**LISTED RECORDS:**

use serde::{Deserialize, Serialize};

/// 选择进程内存储的URL前缀
pub const MEMORY_STORE_URL: &str = "memory://";

/// Database configuration
#[derive(Debug, Clone, Serialize, Deserialize)]
#[serde(default)]
pub struct DatabaseConfig {
    pub url: String,
    pub max_connections: u32,
    pub min_connections: u32,
    pub connection_timeout_seconds: u64,
    pub idle_timeout_seconds: u64,
}

impl Default for DatabaseConfig {
    fn default() -> Self {
        Self {
            url: "sqlite://sentinel.db?mode=rwc".to_string(),
            max_connections: 5,
            min_connections: 1,
            connection_timeout_seconds: 30,
            idle_timeout_seconds: 600,
        }
    }
}

impl DatabaseConfig {
    /// `memory://` 表示不落盘，使用进程内存储
    pub fn uses_memory_store(&self) -> bool {
        self.url.starts_with(MEMORY_STORE_URL)
    }

    /// Validate database configuration
    pub fn validate(&self) -> anyhow::Result<()> {
        if self.url.is_empty() {
            return Err(anyhow::anyhow!("数据库URL不能为空"));
        }

        if !self.url.starts_with("sqlite:") && !self.uses_memory_store() {
            return Err(anyhow::anyhow!(
                "数据库URL必须是SQLite格式或 {}",
                MEMORY_STORE_URL
            ));
        }

        if self.max_connections == 0 {
            return Err(anyhow::anyhow!("最大连接数必须大于0"));
        }

        if self.min_connections > self.max_connections {
            return Err(anyhow::anyhow!("最小连接数不能大于最大连接数"));
        }

        if self.connection_timeout_seconds == 0 {
            return Err(anyhow::anyhow!("连接超时时间必须大于0"));
        }

        Ok(())
    }
}
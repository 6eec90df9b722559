//! 数据仓储层接口定义
//!
//! 集群状态存储的抽象接口，按实体职责拆分：
//! - `ClusterRepository` - 节点与Pod
//! - `TelemetryRepository` - 指标样本、日志与告警
//! - `ChaosRepository` - 混沌实验记录
//! - `StorefrontRepository` - 演示商城的商品与订单
//!
//! ## 设计原则
//!
//! ### 单记录原子性
//! 每次写操作只涉及一条记录，不提供跨实体事务。模拟引擎每个周期都会重新
//! 读取所需数据，不在周期之间缓存任何记录。
//!
//! ### 异步设计
//! 所有操作都是异步的，返回 `SentinelResult<T>`，并要求实现 `Send + Sync`。
//!
//! ### 多种后端
//! - SQLite 实现（`sentinel-infrastructure::database::sqlite`）
//! - 内存实现（`sentinel-infrastructure::database::memory`）
//!
//! ## 使用示例
//!
//! ```rust,ignore
//! use sentinel_core::models::PodStatus;
//! use sentinel_core::traits::ClusterRepository;
//!
//! async fn crash_first(repo: &dyn ClusterRepository) -> SentinelResult<()> {
//!     let pods = repo
//!         .list_pods_by_service_and_status("frontend", PodStatus::Running)
//!         .await?;
//!     if let Some(pod) = pods.first() {
//!         repo.update_pod(pod.id, PodStatus::CrashLoopBackOff, None).await?;
//!     }
//!     Ok(())
//! }
//! ```

use async_trait::async_trait;
use chrono::{DateTime, Utc};

use crate::models::{
    Alert, ChaosExperiment, ExperimentStatus, LogEntry, LogQuery, MetricQuery, MetricSample,
    NewAlert, NewChaosExperiment, NewLogEntry, NewMetricSample, NewNode, NewPod, NewProduct, Node,
    Order, OrderItem, Pod, PodStatus, Product,
};
use crate::SentinelResult;

/// 节点与Pod仓储接口
#[async_trait]
pub trait ClusterRepository: Send + Sync {
    /// 获取全部节点
    async fn list_nodes(&self) -> SentinelResult<Vec<Node>>;

    /// 创建节点，返回带ID的记录
    async fn create_node(&self, node: &NewNode) -> SentinelResult<Node>;

    /// 获取全部Pod
    async fn list_pods(&self) -> SentinelResult<Vec<Pod>>;

    /// 获取指定服务、指定状态的Pod
    async fn list_pods_by_service_and_status(
        &self,
        service: &str,
        status: PodStatus,
    ) -> SentinelResult<Vec<Pod>>;

    /// 创建Pod，`created_at` 由调用方提供
    async fn create_pod(&self, pod: &NewPod, created_at: DateTime<Utc>) -> SentinelResult<Pod>;

    /// 更新Pod状态，`restarts` 为 `None` 时保持原值
    ///
    /// # 错误
    ///
    /// * `PodNotFound` - Pod不存在
    async fn update_pod(
        &self,
        id: i64,
        status: PodStatus,
        restarts: Option<i32>,
    ) -> SentinelResult<Pod>;
}

/// 指标、日志与告警仓储接口
#[async_trait]
pub trait TelemetryRepository: Send + Sync {
    /// 追加指标样本
    async fn append_metric(&self, sample: &NewMetricSample) -> SentinelResult<()>;

    /// 按条件查询指标样本，按时间倒序
    async fn list_metrics(&self, query: &MetricQuery) -> SentinelResult<Vec<MetricSample>>;

    /// 追加日志条目
    async fn append_log(&self, entry: &NewLogEntry) -> SentinelResult<()>;

    /// 按条件查询日志，按时间倒序
    async fn list_logs(&self, query: &LogQuery) -> SentinelResult<Vec<LogEntry>>;

    /// 获取告警列表，按创建时间倒序
    async fn list_alerts(&self) -> SentinelResult<Vec<Alert>>;

    /// 创建告警
    async fn create_alert(&self, alert: &NewAlert) -> SentinelResult<Alert>;
}

/// 混沌实验仓储接口
#[async_trait]
pub trait ChaosRepository: Send + Sync {
    /// 以 `running` 状态创建实验，`started_at` 即创建时刻
    async fn create_experiment(
        &self,
        experiment: &NewChaosExperiment,
        started_at: DateTime<Utc>,
    ) -> SentinelResult<ChaosExperiment>;

    /// 根据ID获取实验
    async fn get_experiment(&self, id: i64) -> SentinelResult<Option<ChaosExperiment>>;

    /// 获取全部实验，按开始时间倒序
    async fn list_experiments(&self) -> SentinelResult<Vec<ChaosExperiment>>;

    /// 获取指定状态的实验
    async fn list_experiments_by_status(
        &self,
        status: ExperimentStatus,
    ) -> SentinelResult<Vec<ChaosExperiment>>;

    /// 更新实验状态
    ///
    /// # 错误
    ///
    /// * `ExperimentNotFound` - 实验不存在
    async fn update_experiment_status(
        &self,
        id: i64,
        status: ExperimentStatus,
    ) -> SentinelResult<()>;
}

/// 演示商城仓储接口
#[async_trait]
pub trait StorefrontRepository: Send + Sync {
    async fn list_products(&self) -> SentinelResult<Vec<Product>>;

    async fn get_product(&self, id: i64) -> SentinelResult<Option<Product>>;

    async fn create_product(&self, product: &NewProduct) -> SentinelResult<Product>;

    /// 创建订单，金额按 `Order::total_for` 计算，状态为 `completed`
    async fn create_order(
        &self,
        items: &[OrderItem],
        created_at: DateTime<Utc>,
    ) -> SentinelResult<Order>;
}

**INSTRUCTIONS TO FOLLOW:** An exact reproduction of all the entries above is required.

**ANSWER SECTION:**
use serde::{Deserialize, Serialize};

/// 选择进程内存储的URL前缀
pub const MEMORY_STORE_URL: &str = "memory://";

/// Database configuration
#[derive(Debug, Clone, Serialize, Deserialize)]
#[serde(default)]
pub struct DatabaseConfig {
    pub url: String,
    pub max_connections: u32,
    pub min_connections: u32,
    pub connection_timeout_seconds: u64,
    pub idle_timeout_seconds: u64,
}

impl Default for DatabaseConfig {
    fn default() -> Self {
        Self {
            url: "sqlite://sentinel.db?mode=rwc".to_string(),
            max_connections: 5,
            min_connections: 1,
            connection_timeout_seconds: 30,
            idle_timeout_seconds: 600,
        }
    }
}

impl DatabaseConfig {
    /// `memory://` 表示不落盘，使用进程内存储
    pub fn uses_memory_store(&self) -> bool {
        self.url.starts_with(MEMORY_STORE_URL)
    }

    /// Validate database configuration
    pub fn validate(&self) -> anyhow::Result<()> {
        if self.url.is_empty() {
            return Err(anyhow::anyhow!("数据库URL不能为空"));
        }

        if !self.url.starts_with("sqlite:") && !self.uses_memory_store() {
            return Err(anyhow::anyhow!(
                "数据库URL必须是SQLite格式或 {}",
                MEMORY_STORE_URL
            ));
        }

        if self.max_connections == 0 {
            return Err(anyhow::anyhow!("最大连接数必须大于0"));
        }

        if self.min_connections > self.max_connections {
            return Err(anyhow::anyhow!("最小连接数不能大于最大连接数"));
        }

        if self.connection_timeout_seconds == 0 {
            return Err(anyhow::anyhow!("连接超时时间必须大于0"));
        }

        Ok(())
    }
}
repository 6eec90df9b722559
//! 数据仓储层接口定义
//!
//! 集群状态存储的抽象接口，按实体职责拆分：
//! - `ClusterRepository` - 节点与Pod
//! - `TelemetryRepository` - 指标样本、日志与告警
//! - `ChaosRepository` - 混沌实验记录
//! - `StorefrontRepository` - 演示商城的商品与订单
//!
//! ## 设计原则
//!
//! ### 单记录原子性
//! 每次写操作只涉及一条记录，不提供跨实体事务。模拟引擎每个周期都会重新
//! 读取所需数据，不在周期之间缓存任何记录。
//!
//! ### 异步设计
//! 所有操作都是异步的，返回 `SentinelResult<T>`，并要求实现 `Send + Sync`。
//!
//! ### 多种后端
//! - SQLite 实现（`sentinel-infrastructure::database::sqlite`）
//! - 内存实现（`sentinel-infrastructure::database::memory`）
//!
//! ## 使用示例
//!
//! ```rust,ignore
//! use sentinel_core::models::PodStatus;
//! use sentinel_core::traits::ClusterRepository;
//!
//! async fn crash_first(repo: &dyn ClusterRepository) -> SentinelResult<()> {
//!     let pods = repo
//!         .list_pods_by_service_and_status("frontend", PodStatus::Running)
//!         .await?;
//!     if let Some(pod) = pods.first() {
//!         repo.update_pod(pod.id, PodStatus::CrashLoopBackOff, None).await?;
//!     }
//!     Ok(())
//! }
//! ```

use async_trait::async_trait;
use chrono::{DateTime, Utc};

use crate::models::{
    Alert, ChaosExperiment, ExperimentStatus, LogEntry, LogQuery, MetricQuery, MetricSample,
    NewAlert, NewChaosExperiment, NewLogEntry, NewMetricSample, NewNode, NewPod, NewProduct, Node,
    Order, OrderItem, Pod, PodStatus, Product,
};
use crate::SentinelResult;

/// 节点与Pod仓储接口
#[async_trait]
pub trait ClusterRepository: Send + Sync {
    /// 获取全部节点
    async fn list_nodes(&self) -> SentinelResult<Vec<Node>>;

    /// 创建节点，返回带ID的记录
    async fn create_node(&self, node: &NewNode) -> SentinelResult<Node>;

    /// 获取全部Pod
    async fn list_pods(&self) -> SentinelResult<Vec<Pod>>;

    /// 获取指定服务、指定状态的Pod
    async fn list_pods_by_service_and_status(
        &self,
        service: &str,
        status: PodStatus,
    ) -> SentinelResult<Vec<Pod>>;

    /// 创建Pod，`created_at` 由调用方提供
    async fn create_pod(&self, pod: &NewPod, created_at: DateTime<Utc>) -> SentinelResult<Pod>;

    /// 更新Pod状态，`restarts` 为 `None` 时保持原值
    ///
    /// # 错误
    ///
    /// * `PodNotFound` - Pod不存在
    async fn update_pod(
        &self,
        id: i64,
        status: PodStatus,
        restarts: Option<i32>,
    ) -> SentinelResult<Pod>;
}

/// 指标、日志与告警仓储接口
#[async_trait]
pub trait TelemetryRepository: Send + Sync {
    /// 追加指标样本
    async fn append_metric(&self, sample: &NewMetricSample) -> SentinelResult<()>;

    /// 按条件查询指标样本，按时间倒序
    async fn list_metrics(&self, query: &MetricQuery) -> SentinelResult<Vec<MetricSample>>;

    /// 追加日志条目
    async fn append_log(&self, entry: &NewLogEntry) -> SentinelResult<()>;

    /// 按条件查询日志，按时间倒序
    async fn list_logs(&self, query: &LogQuery) -> SentinelResult<Vec<LogEntry>>;

    /// 获取告警列表，按创建时间倒序
    async fn list_alerts(&self) -> SentinelResult<Vec<Alert>>;

    /// 创建告警
    async fn create_alert(&self, alert: &NewAlert) -> SentinelResult<Alert>;
}

/// 混沌实验仓储接口
#[async_trait]
pub trait ChaosRepository: Send + Sync {
    /// 以 `running` 状态创建实验，`started_at` 即创建时刻
    async fn create_experiment(
        &self,
        experiment: &NewChaosExperiment,
        started_at: DateTime<Utc>,
    ) -> SentinelResult<ChaosExperiment>;

    /// 根据ID获取实验
    async fn get_experiment(&self, id: i64) -> SentinelResult<Option<ChaosExperiment>>;

    /// 获取全部实验，按开始时间倒序
    async fn list_experiments(&self) -> SentinelResult<Vec<ChaosExperiment>>;

    /// 获取指定状态的实验
    async fn list_experiments_by_status(
        &self,
        status: ExperimentStatus,
    ) -> SentinelResult<Vec<ChaosExperiment>>;

    /// 更新实验状态
    ///
    /// # 错误
    ///
    /// * `ExperimentNotFound` - 实验不存在
    async fn update_experiment_status(
        &self,
        id: i64,
        status: ExperimentStatus,
    ) -> SentinelResult<()>;
}

/// 演示商城仓储接口
#[async_trait]
pub trait StorefrontRepository: Send + Sync {
    async fn list_products(&self) -> SentinelResult<Vec<Product>>;

    async fn get_product(&self, id: i64) -> SentinelResult<Option<Product>>;

    async fn create_product(&self, product: &NewProduct) -> SentinelResult<Product>;

    /// 创建订单，金额按 `Order::total_for` 计算，状态为 `completed`
    async fn create_order(
        &self,
        items: &[OrderItem],
        created_at: DateTime<Utc>,
    ) -> SentinelResult<Order>;
}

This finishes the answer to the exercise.